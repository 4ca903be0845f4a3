//! Public site: pages, contact form, health checks, and response headers.

#![allow(clippy::unwrap_used)]

use gainsy_integration_tests::{TestApp, location};
use reqwest::StatusCode;

#[tokio::test]
async fn test_marketing_pages_render() {
    let app = TestApp::spawn().await;

    for (path, needle) in [
        ("/", "Gainsy"),
        ("/features", "Features"),
        ("/pricing", "Pricing"),
        ("/about", "About"),
        ("/contact", "<form"),
    ] {
        let response = app.get(path).await;
        assert_eq!(response.status(), StatusCode::OK, "{path}");
        let body = response.text().await.unwrap();
        assert!(body.contains(needle), "{path} should mention {needle}");
    }
}

#[tokio::test]
async fn test_header_shows_dashboard_link_when_signed_in() {
    let app = TestApp::spawn().await;
    let body = app.get("/").await.text().await.unwrap();
    assert!(body.contains("/auth/login"));

    app.signed_in_seller("maker@example.com").await;
    let body = app.get("/").await.text().await.unwrap();
    assert!(body.contains("/dashboard"));
}

#[tokio::test]
async fn test_unknown_path_is_a_404_page() {
    let app = TestApp::spawn().await;
    let response = app.get("/no-such-page").await;
    assert_eq!(response.status(), StatusCode::NOT_FOUND);
    let body = response.text().await.unwrap();
    assert!(body.contains("<html"));
}

#[tokio::test]
async fn test_contact_submission_is_stored() {
    let app = TestApp::spawn().await;

    let response = app
        .post_form(
            "/contact",
            &[
                ("name", "Ada Potter"),
                ("email", "ada@example.com"),
                ("subject", "Pricing question"),
                ("message", "Do you support more than three shops?"),
            ],
        )
        .await;

    assert_eq!(response.status(), StatusCode::SEE_OTHER);
    assert_eq!(location(&response), "/contact?success=sent");

    let rows = app.backend.rows("contact_messages");
    assert_eq!(rows.len(), 1);
    assert_eq!(rows[0]["email"], "ada@example.com");
    assert_eq!(rows[0]["subject"], "Pricing question");

    let page = app.get("/contact?success=sent").await.text().await.unwrap();
    assert!(page.contains("Thanks"));
}

#[tokio::test]
async fn test_contact_rejects_missing_message() {
    let app = TestApp::spawn().await;

    let response = app
        .post_form(
            "/contact",
            &[("name", "Ada Potter"), ("email", "ada@example.com"), ("message", "  ")],
        )
        .await;

    assert_eq!(response.status(), StatusCode::UNPROCESSABLE_ENTITY);
    let body = response.text().await.unwrap();
    assert!(body.contains("Message"));
    assert!(body.contains("Ada Potter"), "form input is kept");
    assert!(app.backend.rows("contact_messages").is_empty());
}

#[tokio::test]
async fn test_contact_backend_failure_keeps_form() {
    let app = TestApp::spawn().await;
    app.backend.set_fail_writes(true);

    let response = app
        .post_form(
            "/contact",
            &[
                ("name", "Ada Potter"),
                ("email", "ada@example.com"),
                ("message", "Hello there"),
            ],
        )
        .await;

    assert_eq!(response.status(), StatusCode::BAD_GATEWAY);
    let body = response.text().await.unwrap();
    assert!(body.contains("Hello there"));
}

#[tokio::test]
async fn test_contact_is_rate_limited() {
    let app = TestApp::spawn().await;
    let form = [
        ("name", "Ada Potter"),
        ("email", "ada@example.com"),
        ("message", "Hello"),
    ];

    for _ in 0..3 {
        let response = app.post_form("/contact", &form).await;
        assert_eq!(response.status(), StatusCode::SEE_OTHER);
    }
    let response = app.post_form("/contact", &form).await;
    assert_eq!(response.status(), StatusCode::TOO_MANY_REQUESTS);

    // The page itself stays reachable.
    assert_eq!(app.get("/contact").await.status(), StatusCode::OK);
}

#[tokio::test]
async fn test_health_endpoints() {
    let app = TestApp::spawn().await;

    let response = app.get("/health").await;
    assert_eq!(response.status(), StatusCode::OK);
    assert_eq!(response.text().await.unwrap(), "ok");

    assert_eq!(app.get("/health/ready").await.status(), StatusCode::OK);
}

#[tokio::test]
async fn test_readiness_fails_when_backend_is_down() {
    let app = TestApp::spawn().await;
    app.backend.set_unhealthy(true);

    assert_eq!(
        app.get("/health/ready").await.status(),
        StatusCode::SERVICE_UNAVAILABLE
    );
    // Liveness does not depend on the backend.
    assert_eq!(app.get("/health").await.status(), StatusCode::OK);
}

#[tokio::test]
async fn test_security_headers_and_request_id() {
    let app = TestApp::spawn().await;
    let response = app.get("/").await;

    let headers = response.headers();
    assert_eq!(headers.get("x-content-type-options").unwrap(), "nosniff");
    assert_eq!(headers.get("x-frame-options").unwrap(), "DENY");
    assert!(headers.get("content-security-policy").is_some());
    assert!(headers.get("x-request-id").is_some());
}

#[tokio::test]
async fn test_request_id_is_echoed() {
    let app = TestApp::spawn().await;
    let response = app
        .client
        .get(app.url("/"))
        .header("x-request-id", "trace-abc-123")
        .send()
        .await
        .unwrap();
    assert_eq!(response.headers().get("x-request-id").unwrap(), "trace-abc-123");
}

#[tokio::test]
async fn test_static_stylesheet_is_served() {
    let app = TestApp::spawn().await;
    let response = app.get("/static/css/main.css").await;
    assert_eq!(response.status(), StatusCode::OK);
}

(PROBLEM):
In the entries above, how many lines hold "ready"? Answer with the number alone.

(FINISHED EXERCISE):
2